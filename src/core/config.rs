use anyhow::{Context, Result};
use directories::ProjectDirs;
use serde::{Deserialize, Serialize};
use std::{fs, path::PathBuf};
use tracing::debug;

fn default_currency() -> String {
    "ARS".to_string()
}

#[derive(Debug, Deserialize, Serialize, Clone)]
pub struct AppConfig {
    /// Display currency used until one is stored with the `currency` command.
    #[serde(default = "default_currency")]
    pub currency: String,
    pub data_path: Option<String>,
}

impl Default for AppConfig {
    fn default() -> Self {
        AppConfig {
            currency: default_currency(),
            data_path: None,
        }
    }
}

impl AppConfig {
    /// Loads the config from the default location, falling back to defaults
    /// when no config file has been created yet.
    pub fn load() -> Result<Self> {
        debug!("Loading default config");
        let config_path = Self::default_config_path()?;
        if !config_path.exists() {
            debug!(
                "No config file at {}, using defaults",
                config_path.display()
            );
            return Ok(Self::default());
        }
        Self::load_from_path(&config_path)
    }

    pub fn default_config_path() -> Result<PathBuf> {
        let proj_dirs = ProjectDirs::from("app", "lilacash", "lilacash")
            .context("Could not determine project directories")?;
        Ok(proj_dirs.config_dir().join("config.yaml"))
    }

    pub fn default_data_path(&self) -> Result<PathBuf> {
        if let Some(custom_path) = &self.data_path {
            return Ok(PathBuf::from(custom_path));
        }
        let proj_dirs = ProjectDirs::from("app", "lilacash", "lilacash")
            .context("Could not determine project directories")?;
        Ok(proj_dirs.data_dir().to_path_buf())
    }

    pub fn load_from_path<P: AsRef<std::path::Path>>(path: P) -> Result<Self> {
        let config_str = fs::read_to_string(path.as_ref())
            .with_context(|| format!("Failed to read config file: {}", path.as_ref().display()))?;

        let config: Self = serde_yaml::from_str(&config_str)
            .with_context(|| format!("Failed to parse config file: {}", path.as_ref().display()))?;
        debug!("Successfully loaded config");
        Ok(config)
    }
}

#[cfg(test)]
mod tests {
    use super::*;

    #[test]
    fn test_config_deserialization() {
        let yaml_str = r#"
currency: "EUR"
data_path: "/tmp/lilacash"
"#;

        let config: AppConfig = serde_yaml::from_str(yaml_str).expect("Failed to deserialize");
        assert_eq!(config.currency, "EUR");
        assert_eq!(config.data_path.as_deref(), Some("/tmp/lilacash"));
        assert_eq!(
            config.default_data_path().unwrap(),
            PathBuf::from("/tmp/lilacash")
        );
    }

    #[test]
    fn test_config_defaults() {
        let config: AppConfig = serde_yaml::from_str("data_path: ~\n").unwrap();
        assert_eq!(config.currency, "ARS");
        assert!(config.data_path.is_none());
    }

    #[test]
    fn test_load_from_missing_path_fails() {
        let dir = tempfile::tempdir().unwrap();
        let result = AppConfig::load_from_path(dir.path().join("nope.yaml"));
        assert!(result.is_err());
    }

    #[test]
    fn test_load_from_path() {
        let dir = tempfile::tempdir().unwrap();
        let path = dir.path().join("config.yaml");
        fs::write(&path, "currency: USD\n").unwrap();

        let config = AppConfig::load_from_path(&path).unwrap();
        assert_eq!(config.currency, "USD");
        assert!(config.data_path.is_none());
    }
}
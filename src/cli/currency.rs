use crate::core::config::AppConfig;
use crate::core::slots::{CURRENCY_SLOT, SlotStorage};
use anyhow::{Context, Result, bail};
use tracing::{info, warn};

/// The stored display currency, or the configured one when nothing is stored.
pub fn display_currency(slots: &impl SlotStorage, config: &AppConfig) -> String {
    match slots.read(CURRENCY_SLOT) {
        Ok(Some(code)) if !code.trim().is_empty() => code,
        Ok(_) => config.currency.clone(),
        Err(e) => {
            warn!("Failed to read currency preference: {e}");
            config.currency.clone()
        }
    }
}

/// Shows the display currency, or stores a new one when `code` is given.
pub fn run(slots: &impl SlotStorage, config: &AppConfig, code: Option<&str>) -> Result<String> {
    let Some(code) = code else {
        return Ok(format!(
            "Display currency: {}",
            display_currency(slots, config)
        ));
    };

    let code = code.trim().to_uppercase();
    if code.len() != 3 || !code.chars().all(|c| c.is_ascii_alphabetic()) {
        bail!("Currency must be a three letter code like ARS or USD, got '{code}'");
    }
    slots
        .write(CURRENCY_SLOT, &code)
        .context("Failed to store currency preference")?;
    info!("Display currency set to {code}");
    Ok(format!("Display currency set to {code}"))
}

#[cfg(test)]
mod tests {
    use super::*;
    use crate::store::memory::MemorySlots;

    #[test]
    fn test_display_currency_defaults_to_config() {
        let slots = MemorySlots::new();
        let config = AppConfig::default();
        assert_eq!(display_currency(&slots, &config), "ARS");

        slots.write(CURRENCY_SLOT, "  ").unwrap();
        assert_eq!(display_currency(&slots, &config), "ARS");
    }

    #[test]
    fn test_set_currency() {
        let slots = MemorySlots::new();
        let config = AppConfig::default();

        let out = run(&slots, &config, Some("usd")).unwrap();
        assert!(out.contains("USD"));
        assert_eq!(display_currency(&slots, &config), "USD");

        let out = run(&slots, &config, None).unwrap();
        assert_eq!(out, "Display currency: USD");
    }

    #[test]
    fn test_set_currency_rejects_invalid_code() {
        let slots = MemorySlots::new();
        let config = AppConfig::default();

        assert!(run(&slots, &config, Some("dollars")).is_err());
        assert!(run(&slots, &config, Some("U5D")).is_err());
        assert!(slots.read(CURRENCY_SLOT).unwrap().is_none());
    }
}
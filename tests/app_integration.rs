use lilacash::cli::transactions::{AddArgs, EditArgs, ListArgs};
use lilacash::core::TransactionStore;
use lilacash::core::config::AppConfig;
use lilacash::core::ledger::load_transactions;
use lilacash::core::slots::{CURRENCY_SLOT, SlotStorage, TRANSACTIONS_SLOT};
use lilacash::store::disk::DiskSlots;
use lilacash::store::memory::MemorySlots;
use lilacash::{AppCommand, execute, run_command};
use tracing::info;

mod test_utils {
    use std::fs;
    use std::path::{Path, PathBuf};

    /// Writes a config pointing the data path into `dir` and returns its path.
    pub fn write_config(dir: &Path) -> PathBuf {
        let config_path = dir.join("config.yaml");
        let data_path = dir.join("data");
        let config_content = format!(
            r#"
        currency: "USD"
        data_path: "{}"
    "#,
            data_path.display()
        );
        fs::write(&config_path, config_content).expect("Failed to write config file");
        config_path
    }

    pub fn add(kind: &str, amount: &str, category: &str, date: &str) -> lilacash::AppCommand {
        lilacash::AppCommand::Add(lilacash::cli::transactions::AddArgs {
            kind: kind.to_string(),
            amount: amount.to_string(),
            category: category.to_string(),
            note: String::new(),
            date: Some(date.to_string()),
        })
    }
}

#[test_log::test]
fn test_full_app_flow_persists_to_disk() {
    let dir = tempfile::tempdir().expect("Failed to create temp dir");
    let config_path = test_utils::write_config(dir.path());
    let config_path = config_path.to_str().unwrap();

    for command in [
        test_utils::add("income", "5000", "Salary", "2024-03-01"),
        test_utils::add("expense", "1200", "Rent", "2024-03-05"),
        test_utils::add("expense", "400", "Food", "2024-02-10"),
        AppCommand::List(ListArgs::default()),
        AppCommand::Balance,
        AppCommand::Categories,
        AppCommand::Monthly { months: 6 },
        AppCommand::Currency {
            code: Some("eur".to_string()),
        },
    ] {
        let result = run_command(command, Some(config_path));
        assert!(
            result.is_ok(),
            "Command failed with: {:?}",
            result.err()
        );
    }

    let config = AppConfig::load_from_path(config_path).unwrap();
    let slots = DiskSlots::open(&config.default_data_path().unwrap().join("slots")).unwrap();
    let transactions = load_transactions(&slots);
    info!(count = transactions.len(), "Reloaded transactions from disk");

    assert_eq!(transactions.len(), 3);
    assert_eq!(transactions[0].category, "Salary");
    assert_eq!(slots.read(CURRENCY_SLOT).unwrap().as_deref(), Some("EUR"));
}

#[test_log::test]
fn test_delete_unknown_id_fails() {
    let dir = tempfile::tempdir().expect("Failed to create temp dir");
    let config_path = test_utils::write_config(dir.path());

    let result = run_command(
        AppCommand::Delete {
            id: "does-not-exist".to_string(),
        },
        Some(config_path.to_str().unwrap()),
    );
    assert!(result.is_err());
}

#[test_log::test]
fn test_missing_config_file_fails() {
    let dir = tempfile::tempdir().expect("Failed to create temp dir");
    let missing = dir.path().join("missing.yaml");

    let result = run_command(AppCommand::Balance, Some(missing.to_str().unwrap()));
    assert!(result.is_err());
}

#[test_log::test]
fn test_corrupted_slot_starts_empty() {
    let dir = tempfile::tempdir().expect("Failed to create temp dir");
    let config_path = test_utils::write_config(dir.path());
    let config = AppConfig::load_from_path(&config_path).unwrap();
    let slots_path = config.default_data_path().unwrap().join("slots");

    {
        let slots = DiskSlots::open(&slots_path).unwrap();
        slots.write(TRANSACTIONS_SLOT, "{not json").unwrap();
    }

    let result = run_command(
        test_utils::add("income", "10", "", "2024-01-01"),
        Some(config_path.to_str().unwrap()),
    );
    assert!(result.is_ok(), "Command failed with: {:?}", result.err());

    let slots = DiskSlots::open(&slots_path).unwrap();
    assert_eq!(load_transactions(&slots).len(), 1);
}

#[test_log::test]
fn test_execute_against_memory_slots() {
    let slots = MemorySlots::new();
    let config = AppConfig::default();
    let mut store = TransactionStore::open(&slots);

    execute(
        &mut store,
        &config,
        test_utils::add("income", "1000", "Salary", "2024-03-15"),
    )
    .unwrap();
    execute(
        &mut store,
        &config,
        test_utils::add("expense", "400", "Rent", "2024-03-20"),
    )
    .unwrap();

    let id = store.list()[1].id.clone();
    execute(
        &mut store,
        &config,
        AppCommand::Edit(EditArgs {
            id: id.clone(),
            note: Some("March rent".to_string()),
            ..Default::default()
        }),
    )
    .unwrap();
    assert_eq!(store.get(&id).unwrap().note, "March rent");

    let monthly = execute(&mut store, &config, AppCommand::Monthly { months: 6 }).unwrap();
    assert!(monthly.contains("Mar 2024"));
    assert!(monthly.contains("ARS 600.00"));

    let listing = execute(
        &mut store,
        &config,
        AppCommand::List(ListArgs {
            kind: "expense".to_string(),
            ..Default::default()
        }),
    )
    .unwrap();
    assert!(listing.contains("Rent"));
    assert!(!listing.contains("Salary"));

    execute(&mut store, &config, AppCommand::Delete { id }).unwrap();
    assert_eq!(load_transactions(&slots).len(), 1);
}

#[test_log::test]
fn test_add_rejects_non_positive_amount() {
    let slots = MemorySlots::new();
    let config = AppConfig::default();
    let mut store = TransactionStore::open(&slots);

    let result = execute(
        &mut store,
        &config,
        AppCommand::Add(AddArgs {
            kind: "expense".to_string(),
            amount: "0".to_string(),
            ..Default::default()
        }),
    );
    assert!(result.is_err());
    assert!(slots.read(TRANSACTIONS_SLOT).unwrap().is_none());
}
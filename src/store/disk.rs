use crate::core::slots::SlotStorage;
use anyhow::{Context, Result};
use fjall::{Config, Keyspace, PartitionCreateOptions, PartitionHandle, PersistMode};
use std::path::Path;
use tracing::debug;

const PARTITION_NAME: &str = "lilacash";

/// Slot storage backed by a fjall keyspace on disk.
///
/// Every write is synced to the journal before returning, so a slot that was
/// written successfully is still there after a restart.
pub struct DiskSlots {
    keyspace: Keyspace,
    partition: PartitionHandle,
}

impl DiskSlots {
    pub fn open(path: &Path) -> Result<Self> {
        std::fs::create_dir_all(path)
            .with_context(|| format!("Failed to create data directory: {}", path.display()))?;

        let keyspace = Config::new(path)
            .open()
            .with_context(|| format!("Failed to open data store at {}", path.display()))?;
        let partition = keyspace
            .open_partition(PARTITION_NAME, PartitionCreateOptions::default())
            .context("Failed to open slot partition")?;
        debug!("Opened disk slots at {}", path.display());

        Ok(Self {
            keyspace,
            partition,
        })
    }
}

impl SlotStorage for DiskSlots {
    fn read(&self, key: &str) -> Result<Option<String>> {
        match self.partition.get(key)? {
            Some(value) => {
                debug!("Slot HIT for key: {key}");
                let text = String::from_utf8(value.to_vec())
                    .with_context(|| format!("Slot {key} does not hold valid UTF-8"))?;
                Ok(Some(text))
            }
            None => {
                debug!("Slot MISS for key: {key}");
                Ok(None)
            }
        }
    }

    fn write(&self, key: &str, value: &str) -> Result<()> {
        self.partition
            .insert(key, value)
            .with_context(|| format!("Failed to write slot {key}"))?;
        self.keyspace
            .persist(PersistMode::SyncAll)
            .with_context(|| format!("Failed to persist slot {key}"))?;
        debug!("Slot WRITE for key: {key}");
        Ok(())
    }

    fn remove(&self, key: &str) -> Result<()> {
        self.partition
            .remove(key)
            .with_context(|| format!("Failed to remove slot {key}"))?;
        self.keyspace
            .persist(PersistMode::SyncAll)
            .with_context(|| format!("Failed to persist removal of slot {key}"))?;
        debug!("Slot REMOVE for key: {key}");
        Ok(())
    }
}
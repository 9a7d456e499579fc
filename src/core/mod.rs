//! Core data model, persistence and derivations

pub mod analytics;
pub mod config;
pub mod ledger;
pub mod log;
pub mod slots;
pub mod transaction;

// Re-export main types for cleaner imports
pub use ledger::TransactionStore;
pub use slots::SlotStorage;
pub use transaction::{NewTransaction, Transaction, TransactionPatch, TransactionType};
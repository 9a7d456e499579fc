use super::ui;
use crate::core::analytics::{self, ListQuery, SortKey};
use crate::core::transaction::{
    self, NewTransaction, Transaction, TransactionPatch, TransactionType,
};
use crate::core::{SlotStorage, TransactionStore};
use anyhow::{Result, bail};
use chrono::Local;
use comfy_table::Cell;

/// Raw input for recording a transaction.
#[derive(Debug, Clone, Default)]
pub struct AddArgs {
    pub kind: String,
    pub amount: String,
    pub category: String,
    pub note: String,
    /// Defaults to today when missing.
    pub date: Option<String>,
}

/// Raw input for editing a transaction. Missing fields are left unchanged.
#[derive(Debug, Clone, Default)]
pub struct EditArgs {
    pub id: String,
    pub kind: Option<String>,
    pub amount: Option<String>,
    pub category: Option<String>,
    pub note: Option<String>,
    pub date: Option<String>,
}

#[derive(Debug, Clone)]
pub struct ListArgs {
    pub kind: String,
    pub category: String,
    pub sort: String,
}

impl Default for ListArgs {
    fn default() -> Self {
        ListArgs {
            kind: "all".to_string(),
            category: "all".to_string(),
            sort: SortKey::default().to_string(),
        }
    }
}

pub fn add<S: SlotStorage>(
    store: &mut TransactionStore<S>,
    args: AddArgs,
    currency: &str,
) -> Result<String> {
    let date = match args.date.as_deref() {
        Some(d) if !d.trim().is_empty() => transaction::parse_date(d)?,
        _ => Local::now().date_naive(),
    };
    let fields = NewTransaction {
        kind: args.kind.parse()?,
        amount: transaction::parse_amount(&args.amount)?,
        category: args.category,
        note: args.note,
        date,
    };

    let tx = store.create(fields)?;
    Ok(format!(
        "Transaction added\n\n{}",
        transactions_table(std::slice::from_ref(&tx), currency)
    ))
}

pub fn edit<S: SlotStorage>(
    store: &mut TransactionStore<S>,
    args: EditArgs,
    currency: &str,
) -> Result<String> {
    let patch = TransactionPatch {
        kind: args
            .kind
            .as_deref()
            .map(str::parse::<TransactionType>)
            .transpose()?,
        amount: args
            .amount
            .as_deref()
            .map(transaction::parse_amount)
            .transpose()?,
        category: args.category,
        note: args.note,
        date: args
            .date
            .as_deref()
            .map(transaction::parse_date)
            .transpose()?,
    };
    if patch.is_empty() {
        bail!("Nothing to update, pass at least one field to change");
    }

    match store.update(&args.id, patch)? {
        Some(tx) => Ok(format!(
            "Transaction updated\n\n{}",
            transactions_table(std::slice::from_ref(&tx), currency)
        )),
        None => bail!("No transaction found with id {}", args.id),
    }
}

pub fn delete<S: SlotStorage>(store: &mut TransactionStore<S>, id: &str) -> Result<String> {
    if store.delete(id)? {
        Ok(format!("Transaction {id} deleted"))
    } else {
        bail!("No transaction found with id {id}")
    }
}

pub fn list(transactions: &[Transaction], args: &ListArgs, currency: &str) -> Result<String> {
    let query = ListQuery {
        kind: args.kind.parse()?,
        category: args.category.parse()?,
        sort: SortKey::from_key(&args.sort),
    };
    let items = analytics::filter_and_sort(transactions, &query);
    if items.is_empty() {
        return Ok(ui::style_text(
            "No transactions to show.",
            ui::StyleType::Subtle,
        ));
    }

    let balance = analytics::balance(transactions);
    Ok(format!(
        "{}\n\n{}: {}",
        transactions_table(&items, currency),
        ui::style_text("Balance", ui::StyleType::TotalLabel),
        ui::style_text(
            &ui::format_currency(balance.total, currency),
            ui::StyleType::TotalValue
        )
    ))
}

fn transactions_table(items: &[Transaction], currency: &str) -> String {
    let mut table = ui::new_styled_table();
    table.set_header(vec![
        ui::header_cell("ID"),
        ui::header_cell("Date"),
        ui::header_cell("Category"),
        ui::header_cell("Note"),
        ui::header_cell("Amount"),
    ]);

    for t in items {
        table.add_row(vec![
            Cell::new(&t.id),
            Cell::new(ui::format_date(t.date)),
            Cell::new(t.display_category()),
            Cell::new(&t.note),
            ui::amount_cell(t.signed_amount(), currency),
        ]);
    }
    table.to_string()
}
.....
> WORK REQUIRED
In the data above, find the line that contains "pub struct AppConfig", then reproduce exactly every line from the first line through that line.

> RESPONSE BELOW
filename src/core/config.rs
use anyhow::{Context, Result};
use directories::ProjectDirs;
use serde::{Deserialize, Serialize};
use std::{fs, path::PathBuf};
use tracing::debug;

fn default_currency() -> String {
    "ARS".to_string()
}

#[derive(Debug, Deserialize, Serialize, Clone)]
pub struct AppConfig {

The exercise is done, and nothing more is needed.